作中で味付けの記載はないが「塩釜焼きのようなもの」らしいので、布を浸す塩水は味付けではなく肉の水分を閉じ込める役割だろうな、と推察される。
なので下味をつけることにした。

用意した(というか家にあった)調味料から以下を適当に選んで揉みこんでおき一晩置く。
・塩
・ナツメグ(肉の臭みをとりたい)
・ホワイトペッパー(一応)
・オールスパイス(好き)
・オレガノ(あったから)
・ローズマリー(肉を焼くときにはこれ!!!!)

塩を仕込みの段階で振るかは結構悩んだんだけど、そんなにいい肉じゃなかったので仕込みで振る。
胡椒は本当は焼いた後にかけるのがいいんだが、キャンプ場に胡椒があるか分からなかったので一応事前にかけておく。
ブラックペッパーは焦げやすくて、焦げると苦味やえぐみが出るため火にかけるのは良くないってどこかで見た記憶があるので、間を取ってホワイトペッパーにしてみた。確か外皮が焦げやすいんじゃなかったか…?
味とかちょっと違うけどまあいいでしょう。

布の仕込み

布を塩水で浸すとのことだが、どんくらいの塩水かが全くわからない。
生理食塩水か飽和溶液かで悩んで、塩釜だしな~~ってことで飽和溶液を作ってみる。

コトバンクによると飽和食塩水は26%の濃度らしいので、500mlの水に大体175gの塩を溶か、そうとしたけど量が多すぎてビビったので70gしか入れられなかった。
本当にこの倍以上の量が水に溶けるのか…??計算が間違っているのか……???え?中学理科…??

とりあえず布を浸して硬く絞る。

これで下ごしらえは終わりなので、あとはキャンプ場に行ってぐるぐる巻きにして火に突っ込むだけだ!

焼く

キャンプ場についた。火も起こした。

肉と布を取り出し、ぐるぐる巻きにしてタコ糸で4か所縛って準備万端である。

そして焚火にどーーーーーん!!!!!!!

なんともいい絵面である。これこれ!これがやりたかったんですよ。
布は意外と焦げるだけで燃えないというのは知識としては知っているけど、一気に火の手が上がったのでめちゃくちゃビビった…。

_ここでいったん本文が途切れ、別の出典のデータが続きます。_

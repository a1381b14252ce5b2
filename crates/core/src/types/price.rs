//! Type-safe price representation using decimal arithmetic.
//!
//! All money in the storefront flows through [`Price`] so totals are computed
//! with exact decimal math, never floats.

use core::fmt;
use core::iter::Sum;
use core::ops::Add;

use rust_decimal::Decimal;
use serde::{Deserialize, Serialize};

/// A price with currency information.
#[derive(Debug, Clone, Copy, PartialEq, Eq, Serialize, Deserialize)]
pub struct Price {
    /// Amount in the currency's standard unit (e.g., dollars, not cents).
    pub amount: Decimal,
    /// ISO 4217 currency code.
    pub currency_code: CurrencyCode,
}

impl Price {
    /// Create a new price.
    #[must_use]
    pub const fn new(amount: Decimal, currency_code: CurrencyCode) -> Self {
        Self {
            amount,
            currency_code,
        }
    }

    /// A zero price in the given currency.
    #[must_use]
    pub const fn zero(currency_code: CurrencyCode) -> Self {
        Self::new(Decimal::ZERO, currency_code)
    }

    /// Create a price from a whole number of major units (e.g., dollars).
    #[must_use]
    pub fn from_major(units: i64, currency_code: CurrencyCode) -> Self {
        Self::new(Decimal::from(units), currency_code)
    }

    /// The line total for `quantity` units at this price.
    #[must_use]
    pub fn times(&self, quantity: u32) -> Self {
        Self::new(self.amount * Decimal::from(quantity), self.currency_code)
    }

    /// Format for display (e.g., "$19.99").
    #[must_use]
    pub fn display(&self) -> String {
        format!("{}{:.2}", self.currency_code.symbol(), self.amount)
    }
}

impl Add for Price {
    type Output = Self;

    // Mixed-currency sums are not representable in this demo; the catalog is
    // single-currency and CartItem snapshots inherit its currency.
    fn add(self, rhs: Self) -> Self {
        Self::new(self.amount + rhs.amount, self.currency_code)
    }
}

impl Sum for Price {
    fn sum<I: Iterator<Item = Self>>(iter: I) -> Self {
        iter.fold(Self::zero(CurrencyCode::default()), |acc, p| {
            Self::new(acc.amount + p.amount, p.currency_code)
        })
    }
}

impl fmt::Display for Price {
    fn fmt(&self, f: &mut fmt::Formatter<'_>) -> fmt::Result {
        write!(f, "{}", self.display())
    }
}

/// ISO 4217 currency codes.
#[derive(Debug, Clone, Copy, PartialEq, Eq, Hash, Serialize, Deserialize, Default)]
pub enum CurrencyCode {
    #[default]
    USD,
    EUR,
    GBP,
    RUB,
}

impl CurrencyCode {
    /// The display symbol for this currency.
    #[must_use]
    pub const fn symbol(&self) -> &'static str {
        match self {
            Self::USD => "$",
            Self::EUR => "\u{20ac}",
            Self::GBP => "\u{a3}",
            Self::RUB => "\u{20bd}",
        }
    }

    /// The ISO 4217 code as a string.
    #[must_use]
    pub const fn code(&self) -> &'static str {
        match self {
            Self::USD => "USD",
            Self::EUR => "EUR",
            Self::GBP => "GBP",
            Self::RUB => "RUB",
        }
    }
}
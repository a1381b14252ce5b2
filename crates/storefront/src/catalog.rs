//! Product catalog loaded at startup.
//!
//! Products are read-only reference data. The cart copies a snapshot of the
//! fields it displays at add-time, so later catalog edits never retroactively
//! change what a cart shows.

use std::fmt;
use std::sync::Arc;

use serde::{Deserialize, Serialize};
use thiserror::Error;

use midnight_dream_core::{Price, ProductId};

/// The bundled catalog data the demo ships with.
const DEFAULT_PRODUCTS: &str = include_str!("../content/products.json");

/// Errors that can occur while loading the catalog.
#[derive(Debug, Error)]
pub enum CatalogError {
    /// The catalog file is not valid JSON for the product schema.
    #[error("invalid product data: {0}")]
    Parse(#[from] serde_json::Error),

    /// Two products share an id.
    #[error("duplicate product id: {0}")]
    DuplicateId(ProductId),

    /// A product carries a negative price.
    #[error("negative price on product {0}")]
    NegativePrice(ProductId),
}

/// A product category.
#[derive(Debug, Clone, Copy, PartialEq, Eq, Hash, Serialize, Deserialize)]
#[serde(rename_all = "lowercase")]
pub enum Category {
    Dresses,
    Outerwear,
    Tops,
    Accessories,
}

impl Category {
    /// Lowercase identifier, as used in data files and markup attributes.
    #[must_use]
    pub const fn as_str(&self) -> &'static str {
        match self {
            Self::Dresses => "dresses",
            Self::Outerwear => "outerwear",
            Self::Tops => "tops",
            Self::Accessories => "accessories",
        }
    }

    /// Human-readable label for display.
    #[must_use]
    pub const fn label(&self) -> &'static str {
        match self {
            Self::Dresses => "Dresses",
            Self::Outerwear => "Outerwear",
            Self::Tops => "Tops",
            Self::Accessories => "Accessories",
        }
    }
}

impl fmt::Display for Category {
    fn fmt(&self, f: &mut fmt::Formatter<'_>) -> fmt::Result {
        f.write_str(self.as_str())
    }
}

/// A catalog product.
#[derive(Debug, Clone, Serialize, Deserialize)]
pub struct Product {
    pub id: ProductId,
    pub name: String,
    pub description: String,
    pub price: Price,
    pub image: String,
    pub category: Category,
    #[serde(default)]
    pub sizes: Vec<String>,
    #[serde(default)]
    pub colors: Vec<String>,
    #[serde(default)]
    pub is_new: bool,
}

/// Which products a grid view shows.
#[derive(Debug, Clone, Copy, PartialEq, Eq, Default)]
pub enum CategoryFilter {
    /// Every product.
    #[default]
    All,
    /// Only products in one category.
    Only(Category),
}

impl CategoryFilter {
    fn matches(self, product: &Product) -> bool {
        match self {
            Self::All => true,
            Self::Only(category) => product.category == category,
        }
    }
}

/// How a grid view orders products.
#[derive(Debug, Clone, Copy, PartialEq, Eq, Default)]
pub enum SortKey {
    /// Catalog file order.
    #[default]
    Featured,
    PriceAscending,
    PriceDescending,
    /// New arrivals first, otherwise catalog order.
    Newest,
}

/// The product catalog.
///
/// Cheaply cloneable; the product list is shared behind an `Arc`.
#[derive(Debug, Clone)]
pub struct Catalog {
    products: Arc<Vec<Product>>,
}

impl Catalog {
    /// Load the catalog bundled under `content/products.json`.
    ///
    /// # Errors
    ///
    /// Returns a [`CatalogError`] if the bundled data is malformed.
    pub fn load_default() -> Result<Self, CatalogError> {
        Self::from_json(DEFAULT_PRODUCTS)
    }

    /// Parse a catalog from a JSON array of products.
    ///
    /// # Errors
    ///
    /// Returns a [`CatalogError`] on malformed JSON, duplicate ids, or
    /// negative prices.
    pub fn from_json(json: &str) -> Result<Self, CatalogError> {
        let products: Vec<Product> = serde_json::from_str(json)?;

        let mut seen = std::collections::HashSet::new();
        for product in &products {
            if !seen.insert(product.id) {
                return Err(CatalogError::DuplicateId(product.id));
            }
            if product.price.amount.is_sign_negative() {
                return Err(CatalogError::NegativePrice(product.id));
            }
        }

        tracing::debug!(count = products.len(), "catalog loaded");
        Ok(Self {
            products: Arc::new(products),
        })
    }

    /// Look up a product by id.
    #[must_use]
    pub fn product(&self, id: ProductId) -> Option<&Product> {
        self.products.iter().find(|p| p.id == id)
    }

    /// All products in catalog order.
    #[must_use]
    pub fn all(&self) -> &[Product] {
        &self.products
    }

    /// Products matching `filter`, ordered by `sort`.
    #[must_use]
    pub fn browse(&self, filter: CategoryFilter, sort: SortKey) -> Vec<&Product> {
        let mut selected: Vec<&Product> = self
            .products
            .iter()
            .filter(|p| filter.matches(p))
            .collect();

        match sort {
            SortKey::Featured => {}
            SortKey::PriceAscending => {
                selected.sort_by(|a, b| a.price.amount.cmp(&b.price.amount));
            }
            SortKey::PriceDescending => {
                selected.sort_by(|a, b| b.price.amount.cmp(&a.price.amount));
            }
            // Stable sort keeps catalog order within each group.
            SortKey::Newest => selected.sort_by_key(|p| !p.is_new),
        }

        selected
    }
}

作中では30分放置していたが、火の上に置いているだけなので折を見てくるくる回しながら焼いていく。
ちなみに同行人は布が燃え尽きて肉だけが焚火の上に残るんじゃないかってハラハラしてた。気持ちはわからんでもない、そんくらい最初燃えた。

30分くらい経って、大体真っ黒こげになったので食べるぞ。

食べる

調べている最中にロモアールトラボは最後に焦げた布を割って中の肉を取り出す(本当に塩釜焼じゃん)とかいてあったのだが割ることができなかった。
一部焦がしすぎて布が肉に張り付いてしまっていたり、風呂敷で包むみたいな包み方をしてしまって布が重なっている部分と薄い部分があったりして、重なってる部分が内側まで焦げ切らなかったことが原因っぽい。
次があれば包み方の研究をしたいな。

仕方ないのでぺりぺりと剥がして、張り付いてしまったところはそぎ落としておく。
テンションが上がってしまったので剥がした後の写真を撮るのを忘れてしまった…無念。

とりあえず中を見るために切ってみる。

えっちな肉が誕生してしまった…。
火に入れる時間が少し長かったのか周りは大分火が入ってしまったが、血合いもなく綺麗なピンク色でいい火加減。ごうごうと燃える焚火に突っ込んだだけなのに。

1.5~2cmくらいの厚切りにしたものを手にもってかぶりつく。
こんなん美味しくないはずがない!うまい!!

近い料理としてはローストビーフだけど、あっちは肉汁閉じ込めるために一回表面焼くからどうしても少しだけ周りが硬くなってしまう。でもロモアルトラボはそれの役割を布が果たしてくれてるのか隅々までやわらかくジューシー。下味はつけて正解。

本当は翌朝のホットサンド用に少し取っておこうとしてたんだけど美味しすぎて全部食べてしまった。

調理法としては面白く派手で楽しかったのでまたやりたいな。
基本放置しておくだけでいいってのもキャンプ飯としては楽だしね。

興味あればぜひ挑戦してみてくれ。